Di Michele Brambilla
Con l’udienza del 10 aprile Papa Francesco riprende la catechesi sul Padre nostro, focalizzandosi sulla frase «rimetti a noi i nostri debiti, come noi li rimettiamo ai nostri debitori» (Mt 6, 12). “Debiti” sta qui per “peccati”, pertanto il Papa osserva che «come abbiamo bisogno del pane, così abbiamo bisogno del perdono» di Dio e dei fratelli. «E questo», soggiunge, «ogni giorno».
Occorre puntualizzare che «il cristiano che prega chiede anzitutto a Dio che vengano rimessi i suoi debiti»: un atteggiamento che pensa soprattutto ad elencare i peccati altrui non sarebbe giusto dal punto di vista cristiano. «Questa è la prima verità di ogni preghiera: fossimo anche persone perfette, fossimo anche dei santi cristallini che non deflettono mai da una vita di bene, restiamo sempre dei figli che al Padre devono tutto. L’atteggiamento più pericoloso di ogni vita cristiana qual è? È l’orgoglio», uno dei due motori della Rivoluzione anticristiana (l’altro è la sensualità).
Secondo il Papa l’orgoglio «è l’atteggiamento di chi si pone davanti a Dio pensando di avere sempre i conti in ordine con Lui: l’orgoglioso crede che ha tutto al suo posto. Come quel fariseo della parabola, che nel tempio pensa di pregare ma in realtà loda sé stesso davanti a Dio: “Ti ringrazio, Signore, perché io non sono come gli altri”. E la gente che si sente perfetta, la gente che critica gli altri, è gente orgogliosa.

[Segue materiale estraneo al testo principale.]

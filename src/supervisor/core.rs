//! C6 — the shared logic behind both supervisor variants: the authoritative
//! identity tables, the single-mutex main loop, launch, and exit handling.
//!
//! `Core` is deliberately not public; [`crate::supervisor::SimpleSupervisor`]
//! and [`crate::supervisor::DualPhaseSupervisor`] are thin wrappers over it
//! that differ only in whether `pools` is populated, giving the compiler a
//! way to enforce which operations (`UpdateLimits`, `Onflight`) exist on
//! which variant while sharing the identity/launch/exit machinery.

use std::collections::HashMap;
use std::sync::Arc;
use std::time::{Duration, Instant};

use tokio::sync::{Mutex, Notify};

use crate::supervisor::log_buffer::LogRegistry;
use crate::supervisor::pid_allocator::PidAllocator;
use crate::supervisor::process::{ExecSpec, ManagedProcess};
use crate::supervisor::scheduler::Scheduler;
use crate::supervisor::slot_pool::SlotPool;
use crate::types::{Pid, SupervisorConfig, UnitId};

/// The two capacity gates a dual-phase supervisor enforces. Absent for a
/// simple supervisor.
pub(crate) struct Pools {
    pub preflight: SlotPool,
    pub onflight: SlotPool,
}

struct Tables {
    units: HashMap<UnitId, Pid>,
    specs: HashMap<Pid, ExecSpec>,
    live: HashMap<Pid, Arc<ManagedProcess>>,
    scheduler: Scheduler,
}

/// A read-only projection of one unit's current state, for admin tooling —
/// a natural complement to the per-unit log read, mirroring the "status
/// endpoints outside scope" spec.md already assumes exist downstream.
#[derive(Debug, Clone, Copy, PartialEq, Eq)]
pub struct UnitStatus {
    pub uid: UnitId,
    pub pid: Pid,
    pub running: bool,
}

pub(crate) struct Core {
    config: Arc<SupervisorConfig>,
    pid_alloc: PidAllocator,
    log_registry: LogRegistry,
    tables: Mutex<Tables>,
    wake_notify: Notify,
    pub(crate) pools: Option<Pools>,
}

impl Core {
    pub(crate) fn new(config: SupervisorConfig, pools: Option<Pools>) -> Arc<Self> {
        let config = Arc::new(config);
        Arc::new(Self {
            pid_alloc: PidAllocator::new(config.pid_max),
            log_registry: LogRegistry::new(config.log_buffer_capacity),
            tables: Mutex::new(Tables {
                units: HashMap::new(),
                specs: HashMap::new(),
                live: HashMap::new(),
                scheduler: Scheduler::new(),
            }),
            wake_notify: Notify::new(),
            pools,
            config,
        })
    }

    pub(crate) fn spawn_main_loop(self: &Arc<Self>) -> tokio::task::JoinHandle<()> {
        tokio::spawn(self.clone().run_main_loop())
    }

    fn wake(&self) {
        self.wake_notify.notify_one();
    }

    /// `Add(uid, argv, cooldown)`. Idempotent: a uid already present is a
    /// no-op.
    pub(crate) async fn add(self: &Arc<Self>, uid: UnitId, argv: Vec<String>, cooldown: Duration) {
        let mut t = self.tables.lock().await;
        if t.units.contains_key(&uid) {
            return;
        }
        let pid = self.pid_alloc.alloc();
        t.units.insert(uid, pid);
        t.specs.insert(
            pid,
            ExecSpec {
                unit_id: uid,
                argv,
                restart_cooldown: cooldown,
            },
        );
        t.scheduler.push(pid, Instant::now());
        tracing::info!(uid = uid.get(), pid = pid.get(), "unit added");
        drop(t);
        self.wake();
    }

    /// `Remove(uid)`. Idempotent: an absent uid is a no-op. Initiates
    /// teardown of any live instance but does not wait for it to complete —
    /// the close runs in the background and the eventual exit handler
    /// releases the pid.
    pub(crate) async fn remove(self: &Arc<Self>, uid: UnitId) {
        let mut t = self.tables.lock().await;
        let Some(pid) = t.units.remove(&uid) else {
            return;
        };
        t.specs.remove(&pid);
        t.scheduler.remove(pid);
        let live = t.live.remove(&pid);
        drop(t);
        tracing::info!(uid = uid.get(), pid = pid.get(), "unit removed");
        if let Some(proc) = live {
            tokio::spawn(async move { proc.close().await });
        }
    }

    /// `UpdateLimits(maxPre, maxOn)`. A no-op on a simple supervisor (no
    /// pools). Shrinking a pool below its current usage forces teardown of
    /// `usage - new` owners (any deterministic subset is acceptable per
    /// spec.md §9; this picks from `list_acquired()`'s order) before the
    /// new capacity takes effect.
    pub(crate) async fn update_limits(self: &Arc<Self>, max_pre: u64, max_on: u64) {
        let Some(pools) = self.pools.as_ref() else {
            return;
        };
        self.close_excess(&pools.preflight, max_pre, "preflight").await;
        self.close_excess(&pools.onflight, max_on, "onflight").await;
        pools.preflight.update_limit(max_pre);
        pools.onflight.update_limit(max_on);
        tracing::info!(max_pre, max_on, "limit update accepted");
        self.wake();
    }

    async fn close_excess(&self, pool: &SlotPool, new_cap: u64, phase: &'static str) {
        let usage = pool.usage();
        if usage <= new_cap {
            return;
        }
        let excess = (usage - new_cap) as usize;
        let victims: Vec<Pid> = pool.list_acquired().into_iter().take(excess).collect();
        let t = self.tables.lock().await;
        let procs: Vec<(Pid, Arc<ManagedProcess>)> = victims
            .into_iter()
            .filter_map(|pid| t.live.get(&pid).cloned().map(|p| (pid, p)))
            .collect();
        drop(t);
        for (pid, proc) in procs {
            tracing::warn!(pid = pid.get(), phase, "forced teardown on limit shrink");
            tokio::spawn(async move { proc.close().await });
        }
    }

    /// `Onflight()`. Zero on a simple supervisor.
    pub(crate) fn onflight(&self) -> u64 {
        self.pools.as_ref().map(|p| p.onflight.usage()).unwrap_or(0)
    }

    pub(crate) async fn status(&self) -> Vec<UnitStatus> {
        let t = self.tables.lock().await;
        t.units
            .iter()
            .map(|(&uid, &pid)| UnitStatus {
                uid,
                pid,
                running: t.live.contains_key(&pid),
            })
            .collect()
    }

    pub(crate) fn log(&self, uid: UnitId, n: usize) -> Vec<String> {
        self.log_registry.get(uid).read(n)
    }

    async fn run_main_loop(self: Arc<Self>) {
        loop {
            if let Some(pools) = &self.pools {
                pools.preflight.wait_slot().await;
                pools.onflight.wait_slot().await;
            }

            let mut t = self.tables.lock().await;
            match t.scheduler.next() {
                None => {
                    let notified = self.wake_notify.notified();
                    drop(t);
                    notified.await;
                }
                Some((pid, due_at)) => {
                    let delay = due_at.saturating_duration_since(Instant::now());
                    if delay > Duration::ZERO {
                        let notified = self.wake_notify.notified();
                        drop(t);
                        tokio::select! {
                            _ = tokio::time::sleep(delay) => {},
                            _ = notified => {},
                        }
                        continue;
                    }

                    if let Some(pools) = &self.pools {
                        if !pools.preflight.try_acquire(pid) {
                            // Capacity shrank between wait_slot and
                            // try_acquire; retry from the top.
                            drop(t);
                            continue;
                        }
                    }
                    t.scheduler.pop();
                    self.launch_under_lock(&mut t, pid).await;
                }
            }
        }
    }

    async fn launch_under_lock(self: &Arc<Self>, t: &mut Tables, pid: Pid) {
        let spec = match t.specs.get(&pid) {
            Some(spec) => spec.clone(),
            None => crate::types::fatal(format!(
                "scheduler entry for pid {} with no spec (invariant 1 violated)",
                pid.get()
            )),
        };

        let log = self.log_registry.get(spec.unit_id);
        let proc = match ManagedProcess::new(
            spec.clone(),
            self.config.env_overlay.clone(),
            log,
            self.config.clone(),
        ) {
            Ok(proc) => Arc::new(proc),
            Err(err) => {
                tracing::warn!(pid = pid.get(), error = %err, "process construction failed");
                self.release_preflight(pid);
                t.scheduler.push(pid, Instant::now() + spec.restart_cooldown);
                return;
            }
        };

        if !proc.start().await {
            self.release_preflight(pid);
            t.scheduler.push(pid, Instant::now() + spec.restart_cooldown);
            return;
        }

        t.live.insert(pid, proc.clone());
        let core = self.clone();
        let uid = spec.unit_id;
        tokio::spawn(async move { core.instance_supervisor(pid, uid, proc).await });
    }

    fn release_preflight(&self, pid: Pid) {
        if let Some(pools) = &self.pools {
            pools.preflight.release(pid);
        }
    }

    async fn instance_supervisor(self: Arc<Self>, pid: Pid, uid: UnitId, proc: Arc<ManagedProcess>) {
        if let Some(pools) = self.pools.as_ref() {
            let mut ready = proc.ready();
            let mut done = proc.done();
            tokio::select! {
                result = ready.wait_for(|r| *r) => {
                    if result.is_err() {
                        // Ready sender dropped without firing: treat like Done.
                        pools.preflight.release(pid);
                        self.handle_exit(pid, uid).await;
                        return;
                    }
                    if pools.onflight.try_acquire(pid) {
                        pools.preflight.release(pid);
                        if !proc.enter().await {
                            proc.close().await;
                            pools.onflight.release(pid);
                            let _ = done.wait_for(|d| *d).await;
                            self.handle_exit(pid, uid).await;
                            return;
                        }
                        // Falls through: await Done below while holding onflight.
                    } else {
                        proc.close().await;
                        pools.preflight.release(pid);
                        let _ = done.wait_for(|d| *d).await;
                        self.handle_exit(pid, uid).await;
                        return;
                    }
                }
                _ = done.wait_for(|d| *d) => {
                    pools.preflight.release(pid);
                    self.handle_exit(pid, uid).await;
                    return;
                }
            }
            let _ = done.wait_for(|d| *d).await;
            pools.onflight.release(pid);
            self.handle_exit(pid, uid).await;
        } else {
            let mut done = proc.done();
            let _ = done.wait_for(|d| *d).await;
            self.handle_exit(pid, uid).await;
        }
    }

    async fn handle_exit(self: &Arc<Self>, pid: Pid, uid: UnitId) {
        let mut t = self.tables.lock().await;
        t.live.remove(&pid);
        if t.units.get(&uid) == Some(&pid) {
            let cooldown = t
                .specs
                .get(&pid)
                .map(|s| s.restart_cooldown)
                .unwrap_or_default();
            t.scheduler.push(pid, Instant::now() + cooldown);
            drop(t);
            tracing::info!(pid = pid.get(), uid = uid.get(), "scheduled restart");
            self.wake();
        } else {
            t.specs.remove(&pid);
            drop(t);
            tracing::info!(pid = pid.get(), "pid released (not authoritative)");
            self.pid_alloc.release(pid);
        }
    }
}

Nessuno di noi è perfetto, nessuno. Al contrario il pubblicano, che era dietro, nel tempio, un peccatore disprezzato da tutti, si ferma sulla soglia del tempio, e non si sente degno di entrare, e si affida alla misericordia di Dio. E Gesù commenta: “Questi, a differenza dell’altro, tornò a casa sua giustificato” (Lc 18,14), cioè perdonato, salvato. Perché?». Il Santo Padre risponde: «perché non era orgoglioso, perché riconosceva i suoi limiti e i suoi peccati».
Siamo tutti peccatori, bisognosi della grazia di Cristo. In proposito, Francesco fa riferimento a una celebre espressione teologica usata per definire il mistero della Chiesa, «semper reformanda»: «c’è quello che i teologi antichi chiamavano un “mysterium lunae” non solo nell’identità della Chiesa, ma anche nella storia di ciascuno di noi. Cosa significa, questo “mysterium lunae”? Che è come la luna, che non ha luce propria: riflette la luce del sole. Anche noi, non abbiamo luce propria: la luce che abbiamo è un riflesso della grazia di Dio, della luce di Dio». Segue l’interrogativo: «come non riconoscere, nella catena d’amore che ci precede, anche la presenza provvidente dell’amore di Dio? Nessuno di noi ama Dio quanto Lui ha amato noi. Basta mettersi davanti a un Crocifisso per cogliere la sproporzione: Egli ci ha amato e sempre ci ama per primo» con una misura nettamente superiore alle capacità del più santo tra gli uomini, come le pagine di Vangelo lette nella Settimana Santa stanno di nuovo per confermare.